■ WHAT THE TASK REQUIRES
Please report, as a bare number, how many lines below include the string "match".

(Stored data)
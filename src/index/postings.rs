//! Text encoding of postings lists.
//!
//! A blob is `"<term> "` followed by one group per document,
//! `"<docID>:<p0>,<p1>,...,<pk>"`, groups joined by `.`. Groups are always
//! written in ascending docID order; query intersection and segment merge
//! depend on that without re-sorting.

use crate::error::{IndexError, Result};
use crate::index::types::{DocId, Position, PostingsEntry, PostingsList};
use memchr::memchr;
use std::cmp::Ordering;
use std::fmt::Write;

const TERM_SEPARATOR: u8 = b' ';
const GROUP_SEPARATOR: char = '.';
const DOC_SEPARATOR: char = ':';
const POSITION_SEPARATOR: char = ',';

/// Terms must not be empty and must not contain the header separator or
/// other whitespace
pub fn is_valid_term(term: &str) -> bool {
    !term.is_empty() && !term.chars().any(char::is_whitespace)
}

/// Encode a term's postings list
pub fn encode(term: &str, postings: &PostingsList) -> String {
    let mut out = String::with_capacity(term.len() + 1 + postings.len() * 8);
    out.push_str(term);
    out.push(TERM_SEPARATOR as char);

    for (i, entry) in postings.iter().enumerate() {
        if i > 0 {
            out.push(GROUP_SEPARATOR);
        }
        // Writing into a String cannot fail
        let _ = write!(out, "{}{}", entry.doc_id, DOC_SEPARATOR);
        for (j, position) in entry.positions.iter().enumerate() {
            if j > 0 {
                out.push(POSITION_SEPARATOR);
            }
            let _ = write!(out, "{}", position);
        }
    }

    out
}

/// Decode a blob produced by [`encode`].
///
/// A trailing group separator is accepted. Groups out of docID order are
/// rejected.
pub fn decode(text: &str) -> Result<(String, PostingsList)> {
    let (term, body) = text
        .split_once(TERM_SEPARATOR as char)
        .ok_or_else(|| IndexError::corrupt_postings("missing term header"))?;
    if term.is_empty() {
        return Err(IndexError::corrupt_postings("empty term"));
    }

    let body = body.strip_suffix(GROUP_SEPARATOR).unwrap_or(body);
    if body.is_empty() {
        return Ok((term.to_string(), PostingsList::new()));
    }

    let mut entries = Vec::new();
    for group in body.split(GROUP_SEPARATOR) {
        let (doc, positions) = group.split_once(DOC_SEPARATOR).ok_or_else(|| {
            IndexError::corrupt_postings(format!("group {:?} has no docID", group))
        })?;
        let doc_id: DocId = parse_number(doc)?;
        let positions = positions
            .split(POSITION_SEPARATOR)
            .map(parse_number::<Position>)
            .collect::<Result<Vec<_>>>()?;
        entries.push(PostingsEntry::new(doc_id, positions));
    }

    let postings = PostingsList::from_sorted(entries).ok_or_else(|| {
        IndexError::corrupt_postings(format!("docIDs of {:?} are not ascending", term))
    })?;
    Ok((term.to_string(), postings))
}

/// Decode a raw blob read from a data store
pub fn decode_bytes(blob: &[u8]) -> Result<(String, PostingsList)> {
    let text = std::str::from_utf8(blob)
        .map_err(|e| IndexError::corrupt_postings(format!("invalid UTF-8: {}", e)))?;
    decode(text)
}

/// The term a blob belongs to, without decoding the postings
pub fn leading_term(blob: &[u8]) -> Option<&[u8]> {
    memchr(TERM_SEPARATOR, blob)
        .filter(|&end| end > 0)
        .map(|end| &blob[..end])
}

/// Canonical decimal only: no sign, no leading zeros
fn parse_number<T: std::str::FromStr>(s: &str) -> Result<T> {
    let not_a_number = || IndexError::corrupt_postings(format!("{:?} is not a number", s));
    if s.is_empty() || !s.bytes().all(|b| b.is_ascii_digit()) || (s.len() > 1 && s.starts_with('0'))
    {
        return Err(not_a_number());
    }
    s.parse().map_err(|_| not_a_number())
}

/// Merge the postings of an older segment with those of a newer one.
///
/// Both inputs are ascending; the result is ascending with one entry per
/// docID. A document present in both (one that was open across a flush)
/// keeps the older positions first.
pub fn merge(older: PostingsList, newer: PostingsList) -> PostingsList {
    let mut merged = Vec::with_capacity(older.len() + newer.len());
    let mut left = older.into_entries().into_iter().peekable();
    let mut right = newer.into_entries().into_iter().peekable();

    loop {
        let order = match (left.peek(), right.peek()) {
            (Some(l), Some(r)) => l.doc_id.cmp(&r.doc_id),
            (Some(_), None) => Ordering::Less,
            (None, Some(_)) => Ordering::Greater,
            (None, None) => break,
        };

        match order {
            Ordering::Less => merged.extend(left.next()),
            Ordering::Greater => merged.extend(right.next()),
            Ordering::Equal => {
                if let (Some(mut l), Some(r)) = (left.next(), right.next()) {
                    l.positions.extend(r.positions);
                    merged.push(l);
                }
            }
        }
    }

    PostingsList::from_sorted_unchecked(merged)
}
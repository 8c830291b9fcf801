//! The storage engine: segment buffering, on-disk hashtables, merging and
//! the read side of a committed index.

pub mod build;
pub mod data;
pub mod dictionary;
pub mod docinfo;
pub mod merge;
pub mod postings;
pub mod reader;
pub mod scores;
pub mod segment;
pub mod stats;
pub mod types;
pub mod writer;

pub use reader::IndexReader;
pub use types::*;
pub use writer::Indexer;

■ ANSWER TO THE PROBLEM
2